Preparation of Yolk-Shell-Structured Cox Fe1-x P with Enhanced OER Performance.

The design and development of low-cost, highly efficient, and stable electrocatalysts to take the place of noble-metal catalysts for the oxygen evolution reaction (OER) remain a significant challenge. Herein, the synthesis of yolk-shell-structured binary transition metal phosphide Cox Fe1-x P with different Co/Fe ratios by phosphidation of a cobalt ferrite precursor is reported. The as-synthesized Cox Fe1-x P catalysts were used for the OER. All yolk-shell Cox Fe1-x P catalysts with different Co/Fe ratios showed much better performance than the corresponding solid catalyst. The formation of Co oxides on the catalyst surface during OER and the optimal Co/Fe ratio were found to be critical to their activity.
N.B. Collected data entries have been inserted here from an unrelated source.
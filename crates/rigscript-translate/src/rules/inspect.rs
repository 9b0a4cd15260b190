//! Display-inspection assertions, in their narrative and assignment shapes.
//!
//! Both shapes may match the same row; the assignment shape runs second and
//! its output wins under last-write-wins.

use std::sync::LazyLock;

use regex::Regex;
use rigscript_model::sentinel::ALERT_CHECK_VALUE_RANGE;
use tracing::debug;

use crate::engine::{Emit, RowCtx, Translator};

static NARRATIVE_RE: LazyLock<Regex> = LazyLock::new(|| {
    Regex::new(
        r"Inspect\s?\(\d{1,3}\)\s?:.*(?P<lk>LK[0-9])\s.*###\s?Inspect\s?\(\d{1,3}\)\s?:\s(?P<description>.*)",
    )
    .expect("static regex must compile")
});
static IS_CLAUSE_RE: LazyLock<Regex> = LazyLock::new(|| {
    Regex::new(r"(?P<subject>.*)\sis\s(?P<expected>.*)").expect("static regex must compile")
});
static ASSIGNMENT_RE: LazyLock<Regex> = LazyLock::new(|| {
    Regex::new(
        r"Inspect\(\d{1,3}\):\s+(?P<lk>LK[0-9]) - .*###.*:(?P<expr>(?P<key>.*)=(?P<expected>.*))",
    )
    .expect("static regex must compile")
});

/// Picks the display line an inspection refers to. Line 1 is the default;
/// `lower` selects line 2 and `upper` overrides back to line 1 when both
/// words appear.
fn display_line(text: &str) -> u8 {
    let lower = text.to_lowercase();
    let mut line = 1;
    if lower.contains(" lower ") {
        line = 2;
    }
    if lower.contains(" upper ") {
        line = 1;
    }
    line
}

pub struct InspectRule;

impl Translator for InspectRule {
    fn name(&self) -> &'static str {
        "inspect"
    }

    fn translate(&self, row: &RowCtx<'_>) -> Vec<Emit> {
        let mut emits = Vec::new();
        let sep = row.notation().separator;
        let marker = &row.notation().comment_marker;

        if let Some(caps) = NARRATIVE_RE.captures(row.text) {
            let Some(context) = row.unit_label() else {
                debug!(row = row.row_number(), "inspection on a row without context");
                return emits;
            };
            let lk = &caps["lk"];
            let description = &caps["description"];
            if let Some(clause) = IS_CLAUSE_RE.captures(description) {
                let expected = &clause["expected"];
                let line = display_line(row.text);
                let keyword = clause["subject"].split_whitespace().last().map(str::to_owned);
                debug!(
                    row = row.row_number(),
                    lk,
                    line,
                    keyword = keyword.as_deref().unwrap_or(""),
                    "narrative inspection"
                );
                emits.push(Emit::output(
                    row.index,
                    format!(
                        "{context}{sep}INSPECT{sep}DISPLAY{sep}{lk}{sep}{line}{sep}EQUALTO{sep}{expected}{sep}{marker}{description}"
                    ),
                ));
            } else {
                debug!(row = row.row_number(), "inspection description has no `is` clause");
            }
        }

        if let Some(caps) = ASSIGNMENT_RE.captures(row.text) {
            let Some(context) = row.unit_label() else {
                debug!(row = row.row_number(), "inspection on a row without context");
                return emits;
            };
            let lk = &caps["lk"];
            let key = caps["key"].trim();
            let expected = caps["expected"].trim();
            let expr = &caps["expr"];
            emits.push(
                Emit::output(
                    row.index,
                    format!(
                        "{context}{sep}INSPECT{sep}DISPLAY{sep}{lk}{sep}{key}{sep}EQUALTO{sep}{expected}{sep}{marker}{expr}"
                    ),
                )
                .with_alert(ALERT_CHECK_VALUE_RANGE),
            );
        }

        emits
    }
}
Among the as-prepared Cox Fe1-x P catalysts, that with a Co/Fe ratio of 0.47/0.53 (Co0.47 Fe0.53 P) exhibited the best performance. Co0.47 Fe0.53 P has an overpotential of 277 mV at a current density of 10 mA cm-2 , a Tafel slope of 37 mV dec-1 , and superior stability in alkaline medium. The outstanding performance is partly ascribed to the transfer of valence electrons from Co to P and Fe. The Co0.47 Fe0.53 P matrix with excellent conductivity and Fe phosphate that is stable on the surface of the catalyst are also helpful for the OER performance. In addition, the yolk-shell structure of Co0.47 Fe0.53 P increases the contact area between electrolyte and catalyst. These characteristics of Co0.47 Fe0.53 P greatly improve its OER performance. This optimized binary transition metal phosphide provides a new approach for the design of nonprecious-metal electrocatalysts.